Era o tipo de jogo que necessitava de uma equipa adulta e o treinador encontrou-a na tática e em campo, onde Varela deu a consistência de autoridade no meio-campo que o coletivo necessita dele. Galeno mostrou que não precisa de jogar todos os dias para manter a memória dos esticões de ataque rápido. Cada ataque meteu nervos nas pernas da defesa catalã (poucas vezes na história isso acontece) mas, com as estranhas hesitações de Taremi, poucos olharam da forma certa a baliza.
3- O Inter não entrou, mentalmente e nas forças do onze, inteiro no jogo e o Benfica fez três golos (podia ter feito mais), ao ponto de sentir-se vencedor só com a primeira parte disputada. A noite parecia quase um universo paralelo do que tem acontecido, ao ponto de até a Tengstedt tudo estar a correr bem, nos passes, assistências mesmo com ressalto e desmarcações trincando a língua. O estado de ânimo move montanhas de jogadores.
A “mosca tsé-tsé” tática e mental, no balneário, durante o intervalo, terá picado toda a equipa que mudou em tudo na segunda parte. João Neves, com a “veterania” dos seus 19 anos, percebeu antes de todos o que podia acontecer e tentou reagir mas ninguém lhe deu demasiada importância. Schmidt, o treinador que então tinha de jogar desde o banco, cristalizou e, com o verdadeiro Inter em campo, o jogo (e resultado) mudou. Em poucos minutos, mudara, dos dois lados, o espírito e a ordem tática. O Benfica volta a mergulhar em dúvidas entre ilusões e realidade.
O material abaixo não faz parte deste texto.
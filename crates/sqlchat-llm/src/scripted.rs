//! Scripted model for testing
//!
//! Replays a fixed sequence of responses, one per call, and records every
//! prompt it receives. Stop sequences are honored the same way a real
//! service honors them: the text is cut before the first stop sequence.
//!
//! ```rust,ignore
//! let model = ScriptedModel::new()
//!     .respond("```sql\nSELECT COUNT(*) FROM orders\n```")
//!     .respond("There are 42 orders.");
//!
//! let sql = model.complete("...", &["\nSQLResult:"]).await?;
//! assert_eq!(model.calls().len(), 1);
//! ```

use crate::model::{truncate_at_stop, LanguageModel, ModelError};
use std::collections::VecDeque;
use std::sync::{Arc, Mutex, MutexGuard};

/// A prompt the scripted model received
#[derive(Debug, Clone, PartialEq, Eq)]
pub struct RecordedCall {
    pub prompt: String,
    pub stop: Vec<String>,
}

/// Model that replays canned responses in order
#[derive(Debug, Clone, Default)]
pub struct ScriptedModel {
    responses: Arc<Mutex<VecDeque<Result<String, ModelError>>>>,
    calls: Arc<Mutex<Vec<RecordedCall>>>,
}

impl ScriptedModel {
    pub fn new() -> Self {
        Self::default()
    }

    /// Queue a successful response
    pub fn respond(self, text: impl Into<String>) -> Self {
        self.push(Ok(text.into()))
    }

    /// Queue a failed invocation
    pub fn fail(self, error: ModelError) -> Self {
        self.push(Err(error))
    }

    fn push(self, entry: Result<String, ModelError>) -> Self {
        lock(&self.responses).push_back(entry);
        self
    }

    /// Every call received so far, in order
    pub fn calls(&self) -> Vec<RecordedCall> {
        lock(&self.calls).clone()
    }

    /// Responses not yet consumed
    pub fn remaining(&self) -> usize {
        lock(&self.responses).len()
    }
}

/// Lock a mutex, recovering the data if a panicking test poisoned it
fn lock<T>(mutex: &Mutex<T>) -> MutexGuard<'_, T> {
    mutex.lock().unwrap_or_else(|poisoned| poisoned.into_inner())
}

#[async_trait::async_trait]
impl LanguageModel for ScriptedModel {
    fn name(&self) -> &'static str {
        "Scripted"
    }

    async fn complete(&self, prompt: &str, stop: &[&str]) -> Result<String, ModelError> {
        lock(&self.calls).push(RecordedCall {
            prompt: prompt.to_string(),
            stop: stop.iter().map(|s| s.to_string()).collect(),
        });

        let next = lock(&self.responses).pop_front().ok_or_else(|| {
            ModelError::InvalidResponse("scripted model has no responses left".to_string())
        })?;

        next.map(|text| truncate_at_stop(&text, stop).to_string())
    }
}

#[cfg(test)]
mod tests {
    use super::*;

    #[tokio::test]
    async fn replays_responses_in_order() {
        let model = ScriptedModel::new().respond("first").respond("second");

        assert_eq!(model.complete("a", &[]).await.unwrap(), "first");
        assert_eq!(model.complete("b", &[]).await.unwrap(), "second");
        assert!(model.complete("c", &[]).await.is_err());

        let prompts: Vec<String> = model.calls().into_iter().map(|c| c.prompt).collect();
        assert_eq!(prompts, vec!["a", "b", "c"]);
    }

    #[tokio::test]
    async fn honors_stop_sequences() {
        let model = ScriptedModel::new().respond("SELECT 1;\nSQLResult: 1");
        let text = model.complete("q", &["\nSQLResult:"]).await.unwrap();
        assert_eq!(text, "SELECT 1;");
        assert_eq!(model.calls()[0].stop, vec!["\nSQLResult:".to_string()]);
    }

    #[tokio::test]
    async fn replays_failures() {
        let model = ScriptedModel::new().fail(ModelError::NetworkError("unreachable".into()));
        let err = model.complete("q", &[]).await.unwrap_err();
        assert!(err.is_connectivity());
        assert_eq!(model.remaining(), 0);
    }
}
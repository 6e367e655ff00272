//! Statement execution
//!
//! Every database failure during execution is recoverable: the message is
//! handed back to the orchestrator, which shows it to the user.

use sqlchat_catalog::{Database, DatabaseError};
use sqlchat_core::{ExecutionResult, ExtractedQuery};
use std::sync::Arc;

/// A statement the database refused or could not run
#[derive(Debug, Clone, thiserror::Error)]
#[error("{}", .source.message())]
pub struct ExecutionError {
    source: DatabaseError,
}

impl ExecutionError {
    /// The database error as reported by the backend
    pub fn database_error(&self) -> &DatabaseError {
        &self.source
    }
}

impl From<DatabaseError> for ExecutionError {
    fn from(source: DatabaseError) -> Self {
        Self { source }
    }
}

/// Runs extracted statements on the shared connection
pub struct QueryExecutor {
    db: Arc<dyn Database>,
}

impl QueryExecutor {
    pub fn new(db: Arc<dyn Database>) -> Self {
        Self { db }
    }

    #[tracing::instrument(skip_all, fields(backend = self.db.name()))]
    pub async fn execute(&self, query: &ExtractedQuery) -> Result<ExecutionResult, ExecutionError> {
        match self.db.run(query.as_str()).await {
            Ok(result) => {
                tracing::debug!(result = %result, "statement executed");
                Ok(result)
            }
            Err(e) => {
                tracing::warn!(error = %e, sql = %query, "statement failed");
                Err(e.into())
            }
        }
    }
}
O regresso do campeonato após três semanas de paragem não irá trazer equipas diferentes mas será neste seu segundo terço (o núcleo central da época) que se podem definir os participantes em cada um dos três campeonatos: o do título, o de luta por lugares europeus e da fuga à descida. É sobretudo nestes dois últimos que essa definição depende de como entrarem nesta fase. As equipas que acompanharam a paragem com chicotadas, Arouca e Casa Pia, eram dois casos que via, à partida, mais da classe média-alta mas deixaram cristalizar o seu jogo. Crescer passa mais por redimensionar alguns jogadores do que reinventar o estilo.
Em busca da equipa-sensação, perceber até onde pode ir a projeção do Moreirense. É o clássico caso do sucesso do onze-base mas que para manter o nível atingido será confrontado com a dimensão do plantel. Neste jogo com o Benfica, sem um dos membros da sala de máquinas, Ofori, peça da dupla com Franco, o processo de jogo fica competitivamente mais sensível. É, no fundo, um linha muito ténue que pode separar dum campeonato de outro.
O Vitória está a crescer mais na dimensão das variações de jogo que a equipa consegue criar, abrindo-a a mais jogadores com características diferentes. É um processo de crescimento diferente mas com mais argumentos de sustentação a médio/longo prazo. Esse é o grande desafio que se coloca à maioria dos clubes.